# [Directions]
The expected answer holds every line from the first line of the data below through the line containing "use tempfile::TempDir;", exactly as written, and no other line.

Saved data entries:

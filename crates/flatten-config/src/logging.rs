//! Centralized logging initialization with environment variable support

use crate::{LogFormat, LoggingConfig};
use tracing_subscriber::{fmt, layer::SubscriberExt, util::SubscriberInitExt, EnvFilter};

/// Initialize tracing subscriber with environment variable support
///
/// Environment variables (in priority order):
/// - `RUST_LOG`: Standard Rust log filter (takes precedence over all)
/// - `LOG_FORMAT`: Override format (json, pretty)
///
/// Logs always go to stderr; stdout carries the rewrite report.
pub fn initialize(config: &LoggingConfig) {
    let log_level = config.level.parse().unwrap_or(tracing::Level::WARN);

    // RUST_LOG directives are merged on top of the configured level
    let env_filter = EnvFilter::from_default_env().add_directive(log_level.into());

    let format = std::env::var("LOG_FORMAT")
        .ok()
        .and_then(|f| match f.to_lowercase().as_str() {
            "json" => Some(LogFormat::Json),
            "pretty" | "human" => Some(LogFormat::Pretty),
            _ => None,
        })
        .unwrap_or_else(|| config.format.clone());

    // try_init: a second initialization (tests, embedding) is not an error
    let result = match format {
        LogFormat::Json => tracing_subscriber::registry()
            .with(env_filter)
            .with(fmt::layer().json().with_writer(std::io::stderr))
            .try_init(),
        LogFormat::Pretty => tracing_subscriber::registry()
            .with(env_filter)
            .with(fmt::layer().compact().with_writer(std::io::stderr))
            .try_init(),
    };

    if let Err(e) = result {
        tracing::debug!(error = %e, "Tracing subscriber already initialized");
    }
}

/// Span wrapping all logs emitted while processing one file
pub fn file_span(path: &std::path::Path) -> tracing::Span {
    tracing::info_span!("file", path = %path.display())
}
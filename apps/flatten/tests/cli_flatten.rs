//! End-to-end tests for the flatten-imports binary

use assert_cmd::Command;
use pretty_assertions::assert_eq;
use predicates::prelude::*;
use std::fs;
use std::path::Path;
use tempfile::TempDir;

fn project(files: &[(&str, &str)]) -> TempDir {
    let dir = TempDir::new().unwrap();
    for (relative, content) in files {
        let path = dir.path().join(relative);
        fs::create_dir_all(path.parent().unwrap()).unwrap();
        fs::write(path, content).unwrap();
    }
    dir
}

fn read(dir: &TempDir, relative: &str) -> String {
    fs::read_to_string(dir.path().join(relative)).unwrap()
}

fn flatten(root: &Path) -> Command {
    let mut cmd = Command::cargo_bin("flatten-imports").unwrap();
    cmd.arg("--root").arg(root).env_remove("RUST_LOG");
    cmd
}

#[test]
fn rewrites_barrel_imports_in_place() {
    let dir = project(&[
        ("src/App.tsx", "import { Button, Card } from \"@/components\";\n"),
        ("src/Other.tsx", "import Components from \"@/components\";\n"),
    ]);

    flatten(dir.path())
        .assert()
        .success()
        .stdout(predicate::str::contains("✔ Updated:"))
        .stdout(predicate::str::contains("App.tsx"))
        .stdout(predicate::str::contains("Other.tsx").not())
        .stdout(predicate::str::contains("Done. 1 file(s) updated."));

    assert_eq!(
        read(&dir, "src/App.tsx"),
        "import Button from \"@/components/Button\";\nimport Card from \"@/components/Card\";\n"
    );
    assert_eq!(read(&dir, "src/Other.tsx"), "import Components from \"@/components\";\n");
}

#[test]
fn dry_run_leaves_files_untouched() {
    let original = "import { useAuth } from \"../hooks\";\n";
    let dir = project(&[("src/pages/Login.tsx", original)]);

    flatten(dir.path())
        .args(["--paths", "src/hooks", "--dry"])
        .assert()
        .success()
        .stdout(predicate::str::contains("[Dry Run] ✔ Updated:"))
        .stdout(predicate::str::contains("[Dry Run] Done. 1 file(s) updated."));

    assert_eq!(read(&dir, "src/pages/Login.tsx"), original);
}

#[test]
fn second_run_changes_nothing() {
    let dir = project(&[("src/App.tsx", "import { useAuth } from \"../hooks\";\n")]);

    flatten(dir.path()).args(["-p", "src/hooks"]).assert().success();
    let after_first = read(&dir, "src/App.tsx");
    assert_eq!(after_first, "import useAuth from \"../hooks/useAuth\";\n");

    flatten(dir.path())
        .args(["-p", "src/hooks"])
        .assert()
        .success()
        .stdout(predicate::str::contains("Done. 0 file(s) updated."));
    assert_eq!(read(&dir, "src/App.tsx"), after_first);
}

#[test]
fn empty_paths_fail_before_touching_files() {
    let original = "import { Button } from \"@/components\";\n";
    let dir = project(&[("src/App.tsx", original)]);

    flatten(dir.path())
        .args(["--paths", " , "])
        .assert()
        .code(1)
        .stderr(predicate::str::contains("At least one barrel directory"));

    assert_eq!(read(&dir, "src/App.tsx"), original);
}

#[test]
fn parse_failures_are_reported_and_others_processed() {
    let dir = project(&[
        ("src/a.ts", "const = ;\n"),
        ("src/b.ts", "import { Card } from '@/components';\n"),
    ]);

    flatten(dir.path())
        .assert()
        .code(2)
        .stdout(predicate::str::contains("Done. 1 file(s) updated."))
        .stderr(predicate::str::contains("✖ Failed:"));

    assert_eq!(read(&dir, "src/b.ts"), "import Card from '@/components/Card';\n");
}

#[test]
fn config_file_supplies_directories_and_alias() {
    let dir = project(&[
        ("flatten.toml", "barrelDirectories = [\"src/ui\"]\naliasPrefix = \"~/\"\n"),
        ("src/App.tsx", "import { Stack } from '~/ui';\n"),
    ]);

    flatten(dir.path()).assert().success();
    assert_eq!(read(&dir, "src/App.tsx"), "import Stack from '~/ui/Stack';\n");
}

#[test]
fn json_format_reports_touched_files() {
    let dir = project(&[("src/App.tsx", "import { Button } from '@/components';\n")]);

    let output = flatten(dir.path())
        .args(["--format", "json", "--dry"])
        .output()
        .unwrap();
    assert!(output.status.success());

    let report: serde_json::Value = serde_json::from_slice(&output.stdout).unwrap();
    assert_eq!(report["touchedFiles"], 1);
    assert_eq!(report["dryRun"], true);
}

# [Result for this exercise]
filename crates/flatten-config/src/logging.rs
//! Centralized logging initialization with environment variable support

use crate::{LogFormat, LoggingConfig};
use tracing_subscriber::{fmt, layer::SubscriberExt, util::SubscriberInitExt, EnvFilter};

/// Initialize tracing subscriber with environment variable support
///
/// Environment variables (in priority order):
/// - `RUST_LOG`: Standard Rust log filter (takes precedence over all)
/// - `LOG_FORMAT`: Override format (json, pretty)
///
/// Logs always go to stderr; stdout carries the rewrite report.
pub fn initialize(config: &LoggingConfig) {
    let log_level = config.level.parse().unwrap_or(tracing::Level::WARN);

    // RUST_LOG directives are merged on top of the configured level
    let env_filter = EnvFilter::from_default_env().add_directive(log_level.into());

    let format = std::env::var("LOG_FORMAT")
        .ok()
        .and_then(|f| match f.to_lowercase().as_str() {
            "json" => Some(LogFormat::Json),
            "pretty" | "human" => Some(LogFormat::Pretty),
            _ => None,
        })
        .unwrap_or_else(|| config.format.clone());

    // try_init: a second initialization (tests, embedding) is not an error
    let result = match format {
        LogFormat::Json => tracing_subscriber::registry()
            .with(env_filter)
            .with(fmt::layer().json().with_writer(std::io::stderr))
            .try_init(),
        LogFormat::Pretty => tracing_subscriber::registry()
            .with(env_filter)
            .with(fmt::layer().compact().with_writer(std::io::stderr))
            .try_init(),
    };

    if let Err(e) = result {
        tracing::debug!(error = %e, "Tracing subscriber already initialized");
    }
}

/// Span wrapping all logs emitted while processing one file
pub fn file_span(path: &std::path::Path) -> tracing::Span {
    tracing::info_span!("file", path = %path.display())
}
filename apps/flatten/tests/cli_flatten.rs
//! End-to-end tests for the flatten-imports binary

use assert_cmd::Command;
use pretty_assertions::assert_eq;
use predicates::prelude::*;
use std::fs;
use std::path::Path;
use tempfile::TempDir;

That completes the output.